--- START ---

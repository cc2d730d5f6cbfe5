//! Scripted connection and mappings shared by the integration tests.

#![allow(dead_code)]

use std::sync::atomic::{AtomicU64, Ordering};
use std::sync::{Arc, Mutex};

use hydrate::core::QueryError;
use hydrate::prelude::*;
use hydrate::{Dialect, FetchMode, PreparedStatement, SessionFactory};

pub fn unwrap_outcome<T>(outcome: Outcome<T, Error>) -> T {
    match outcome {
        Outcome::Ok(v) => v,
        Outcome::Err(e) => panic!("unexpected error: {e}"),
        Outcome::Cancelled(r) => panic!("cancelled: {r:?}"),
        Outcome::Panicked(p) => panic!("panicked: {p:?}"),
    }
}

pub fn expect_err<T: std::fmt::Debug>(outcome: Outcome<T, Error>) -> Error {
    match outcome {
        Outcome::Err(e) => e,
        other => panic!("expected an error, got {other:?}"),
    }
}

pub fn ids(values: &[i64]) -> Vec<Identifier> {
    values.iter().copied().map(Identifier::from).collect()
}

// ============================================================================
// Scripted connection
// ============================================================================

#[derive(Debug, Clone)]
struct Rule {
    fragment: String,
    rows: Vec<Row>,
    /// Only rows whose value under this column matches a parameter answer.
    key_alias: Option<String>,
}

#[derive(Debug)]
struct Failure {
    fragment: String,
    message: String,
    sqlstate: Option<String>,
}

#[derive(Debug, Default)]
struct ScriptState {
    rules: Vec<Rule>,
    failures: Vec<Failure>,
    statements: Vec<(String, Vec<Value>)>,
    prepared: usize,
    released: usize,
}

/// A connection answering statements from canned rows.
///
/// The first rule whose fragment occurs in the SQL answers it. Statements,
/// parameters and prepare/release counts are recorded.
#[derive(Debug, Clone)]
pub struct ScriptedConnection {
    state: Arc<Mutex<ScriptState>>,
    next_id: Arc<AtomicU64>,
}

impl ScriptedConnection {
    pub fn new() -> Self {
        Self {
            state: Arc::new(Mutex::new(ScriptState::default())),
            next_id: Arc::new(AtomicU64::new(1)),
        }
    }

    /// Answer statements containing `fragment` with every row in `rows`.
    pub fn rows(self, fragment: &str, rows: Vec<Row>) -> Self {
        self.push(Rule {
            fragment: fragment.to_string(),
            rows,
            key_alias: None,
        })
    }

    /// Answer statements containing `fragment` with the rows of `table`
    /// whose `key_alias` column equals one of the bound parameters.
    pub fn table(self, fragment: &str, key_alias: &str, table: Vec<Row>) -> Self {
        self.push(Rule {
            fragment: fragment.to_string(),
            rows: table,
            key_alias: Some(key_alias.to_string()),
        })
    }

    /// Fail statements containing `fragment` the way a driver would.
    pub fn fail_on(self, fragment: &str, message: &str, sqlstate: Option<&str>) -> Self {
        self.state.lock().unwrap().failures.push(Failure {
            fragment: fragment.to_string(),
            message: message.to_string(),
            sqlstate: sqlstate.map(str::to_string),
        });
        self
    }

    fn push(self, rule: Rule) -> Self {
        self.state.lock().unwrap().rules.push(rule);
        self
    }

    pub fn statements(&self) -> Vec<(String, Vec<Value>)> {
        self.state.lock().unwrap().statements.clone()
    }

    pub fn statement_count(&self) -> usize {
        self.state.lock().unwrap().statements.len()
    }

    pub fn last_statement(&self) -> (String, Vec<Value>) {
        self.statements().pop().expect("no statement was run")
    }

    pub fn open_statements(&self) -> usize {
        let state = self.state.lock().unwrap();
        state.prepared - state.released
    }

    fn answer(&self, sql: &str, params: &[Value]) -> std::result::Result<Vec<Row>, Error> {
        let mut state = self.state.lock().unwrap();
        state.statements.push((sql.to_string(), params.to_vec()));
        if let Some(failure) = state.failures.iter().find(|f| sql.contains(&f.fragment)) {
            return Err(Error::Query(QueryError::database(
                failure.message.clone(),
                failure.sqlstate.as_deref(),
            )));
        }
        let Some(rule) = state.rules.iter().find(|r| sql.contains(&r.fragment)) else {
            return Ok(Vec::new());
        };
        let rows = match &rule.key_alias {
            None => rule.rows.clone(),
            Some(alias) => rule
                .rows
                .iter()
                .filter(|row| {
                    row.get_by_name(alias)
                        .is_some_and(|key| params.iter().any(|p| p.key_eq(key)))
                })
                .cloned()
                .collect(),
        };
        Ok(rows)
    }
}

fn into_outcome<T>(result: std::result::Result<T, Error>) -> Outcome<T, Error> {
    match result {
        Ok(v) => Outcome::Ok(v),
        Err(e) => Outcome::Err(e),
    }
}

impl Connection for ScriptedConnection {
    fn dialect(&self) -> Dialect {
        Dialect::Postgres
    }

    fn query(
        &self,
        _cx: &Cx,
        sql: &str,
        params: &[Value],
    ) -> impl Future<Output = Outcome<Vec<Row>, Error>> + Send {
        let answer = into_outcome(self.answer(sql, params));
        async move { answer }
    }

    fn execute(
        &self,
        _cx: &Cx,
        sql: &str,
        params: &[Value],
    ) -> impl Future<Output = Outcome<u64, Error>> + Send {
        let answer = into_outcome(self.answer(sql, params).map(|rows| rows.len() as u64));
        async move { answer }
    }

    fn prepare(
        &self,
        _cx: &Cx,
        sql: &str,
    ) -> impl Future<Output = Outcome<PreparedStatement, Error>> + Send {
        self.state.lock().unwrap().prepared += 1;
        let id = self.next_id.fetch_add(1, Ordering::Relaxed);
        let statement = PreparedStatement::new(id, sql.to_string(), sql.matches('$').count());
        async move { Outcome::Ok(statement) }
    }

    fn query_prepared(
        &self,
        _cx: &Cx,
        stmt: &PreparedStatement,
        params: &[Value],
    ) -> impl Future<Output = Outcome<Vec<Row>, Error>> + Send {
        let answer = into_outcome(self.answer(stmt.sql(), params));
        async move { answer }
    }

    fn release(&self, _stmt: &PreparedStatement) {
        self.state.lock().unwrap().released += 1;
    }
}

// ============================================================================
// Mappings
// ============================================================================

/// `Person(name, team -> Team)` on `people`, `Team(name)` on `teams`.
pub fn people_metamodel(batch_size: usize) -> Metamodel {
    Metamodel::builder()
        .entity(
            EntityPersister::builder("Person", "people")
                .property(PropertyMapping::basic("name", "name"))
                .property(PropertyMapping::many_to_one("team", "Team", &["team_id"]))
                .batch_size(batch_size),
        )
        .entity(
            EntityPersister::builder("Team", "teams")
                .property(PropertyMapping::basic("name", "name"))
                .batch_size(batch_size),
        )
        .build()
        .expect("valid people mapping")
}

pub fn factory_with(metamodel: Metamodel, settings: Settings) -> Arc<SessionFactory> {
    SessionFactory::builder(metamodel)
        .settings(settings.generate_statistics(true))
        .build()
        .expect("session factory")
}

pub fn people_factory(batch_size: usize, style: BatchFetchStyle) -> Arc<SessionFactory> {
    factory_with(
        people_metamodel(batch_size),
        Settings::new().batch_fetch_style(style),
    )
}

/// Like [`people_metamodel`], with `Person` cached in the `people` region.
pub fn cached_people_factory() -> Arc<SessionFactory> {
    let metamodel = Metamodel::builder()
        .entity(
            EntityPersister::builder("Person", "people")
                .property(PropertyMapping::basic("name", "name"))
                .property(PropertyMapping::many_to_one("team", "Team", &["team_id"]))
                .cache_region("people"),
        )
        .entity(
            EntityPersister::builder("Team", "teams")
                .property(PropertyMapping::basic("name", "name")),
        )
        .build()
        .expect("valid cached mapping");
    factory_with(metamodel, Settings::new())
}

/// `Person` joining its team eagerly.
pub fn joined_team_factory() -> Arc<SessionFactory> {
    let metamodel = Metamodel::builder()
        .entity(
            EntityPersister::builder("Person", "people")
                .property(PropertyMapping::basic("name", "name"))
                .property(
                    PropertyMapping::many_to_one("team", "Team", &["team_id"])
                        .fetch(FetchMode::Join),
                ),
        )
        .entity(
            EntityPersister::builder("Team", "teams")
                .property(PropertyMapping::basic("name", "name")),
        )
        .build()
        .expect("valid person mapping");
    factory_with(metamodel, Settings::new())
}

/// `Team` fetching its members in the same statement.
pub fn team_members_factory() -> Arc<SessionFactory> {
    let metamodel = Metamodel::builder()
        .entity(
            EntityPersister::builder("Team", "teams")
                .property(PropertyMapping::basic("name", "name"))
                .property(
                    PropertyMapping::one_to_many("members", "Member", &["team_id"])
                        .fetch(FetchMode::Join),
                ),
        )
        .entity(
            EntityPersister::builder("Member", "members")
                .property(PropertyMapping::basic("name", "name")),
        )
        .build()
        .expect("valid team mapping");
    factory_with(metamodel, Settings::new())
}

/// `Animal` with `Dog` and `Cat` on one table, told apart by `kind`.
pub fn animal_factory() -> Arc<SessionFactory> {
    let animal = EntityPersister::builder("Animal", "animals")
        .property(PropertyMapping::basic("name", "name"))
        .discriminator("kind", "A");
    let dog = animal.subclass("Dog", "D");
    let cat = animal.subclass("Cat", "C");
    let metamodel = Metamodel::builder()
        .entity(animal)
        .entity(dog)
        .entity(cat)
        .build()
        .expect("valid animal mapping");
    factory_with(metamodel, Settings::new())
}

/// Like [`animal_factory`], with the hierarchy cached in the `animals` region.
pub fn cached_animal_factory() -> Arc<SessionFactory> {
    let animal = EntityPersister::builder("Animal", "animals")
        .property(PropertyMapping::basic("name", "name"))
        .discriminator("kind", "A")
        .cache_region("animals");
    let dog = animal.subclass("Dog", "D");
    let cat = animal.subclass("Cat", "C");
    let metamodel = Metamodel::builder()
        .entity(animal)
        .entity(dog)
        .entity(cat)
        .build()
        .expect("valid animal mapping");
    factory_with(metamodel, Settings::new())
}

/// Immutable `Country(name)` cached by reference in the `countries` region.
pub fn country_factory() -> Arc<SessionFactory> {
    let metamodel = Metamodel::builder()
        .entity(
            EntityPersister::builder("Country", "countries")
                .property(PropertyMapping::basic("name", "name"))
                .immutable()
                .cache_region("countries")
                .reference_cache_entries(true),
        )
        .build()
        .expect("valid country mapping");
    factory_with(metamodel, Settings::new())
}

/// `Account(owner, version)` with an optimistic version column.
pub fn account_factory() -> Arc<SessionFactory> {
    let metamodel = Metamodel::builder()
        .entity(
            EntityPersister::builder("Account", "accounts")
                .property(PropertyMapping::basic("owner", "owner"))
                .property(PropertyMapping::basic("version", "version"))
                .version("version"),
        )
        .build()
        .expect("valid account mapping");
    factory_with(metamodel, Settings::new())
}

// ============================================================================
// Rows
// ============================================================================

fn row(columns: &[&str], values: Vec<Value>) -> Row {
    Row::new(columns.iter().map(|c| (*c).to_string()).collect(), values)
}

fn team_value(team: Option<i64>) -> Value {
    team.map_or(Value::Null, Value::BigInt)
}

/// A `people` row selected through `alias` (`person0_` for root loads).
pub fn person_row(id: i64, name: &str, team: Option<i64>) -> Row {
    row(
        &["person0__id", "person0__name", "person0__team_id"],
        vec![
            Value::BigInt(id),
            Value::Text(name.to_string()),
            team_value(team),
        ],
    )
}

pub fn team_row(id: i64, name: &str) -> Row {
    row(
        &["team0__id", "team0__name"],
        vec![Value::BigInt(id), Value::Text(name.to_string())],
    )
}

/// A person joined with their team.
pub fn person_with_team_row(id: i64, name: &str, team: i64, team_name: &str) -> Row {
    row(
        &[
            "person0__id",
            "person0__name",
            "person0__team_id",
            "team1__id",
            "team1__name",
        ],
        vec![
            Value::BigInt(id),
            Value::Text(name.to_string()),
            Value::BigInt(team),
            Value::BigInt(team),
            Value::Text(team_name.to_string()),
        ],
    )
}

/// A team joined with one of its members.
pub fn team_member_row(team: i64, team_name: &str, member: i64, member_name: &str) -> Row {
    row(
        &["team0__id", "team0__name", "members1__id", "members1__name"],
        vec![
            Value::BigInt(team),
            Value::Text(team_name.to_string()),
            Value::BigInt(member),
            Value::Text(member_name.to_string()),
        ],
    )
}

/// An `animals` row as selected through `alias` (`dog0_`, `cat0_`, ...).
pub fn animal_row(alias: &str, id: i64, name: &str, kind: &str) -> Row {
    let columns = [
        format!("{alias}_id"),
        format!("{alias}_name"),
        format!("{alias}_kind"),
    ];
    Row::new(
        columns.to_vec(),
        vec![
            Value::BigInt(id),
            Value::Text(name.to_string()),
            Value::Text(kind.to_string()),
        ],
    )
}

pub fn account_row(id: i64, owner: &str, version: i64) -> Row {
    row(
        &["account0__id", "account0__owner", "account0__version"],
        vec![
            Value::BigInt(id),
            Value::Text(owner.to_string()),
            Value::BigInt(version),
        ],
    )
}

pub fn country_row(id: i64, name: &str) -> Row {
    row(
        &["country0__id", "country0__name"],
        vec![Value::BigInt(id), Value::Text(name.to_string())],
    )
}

--- END ---

▸ **EXERCISE**:
Should a line in the material contain "Output", copy it.

▸ **REPLY TO THE EXERCISE**:
    ) -> impl Future<Output = Outcome<Vec<Row>, Error>> + Send {
    ) -> impl Future<Output = Outcome<u64, Error>> + Send {
    ) -> impl Future<Output = Outcome<PreparedStatement, Error>> + Send {
    ) -> impl Future<Output = Outcome<Vec<Row>, Error>> + Send {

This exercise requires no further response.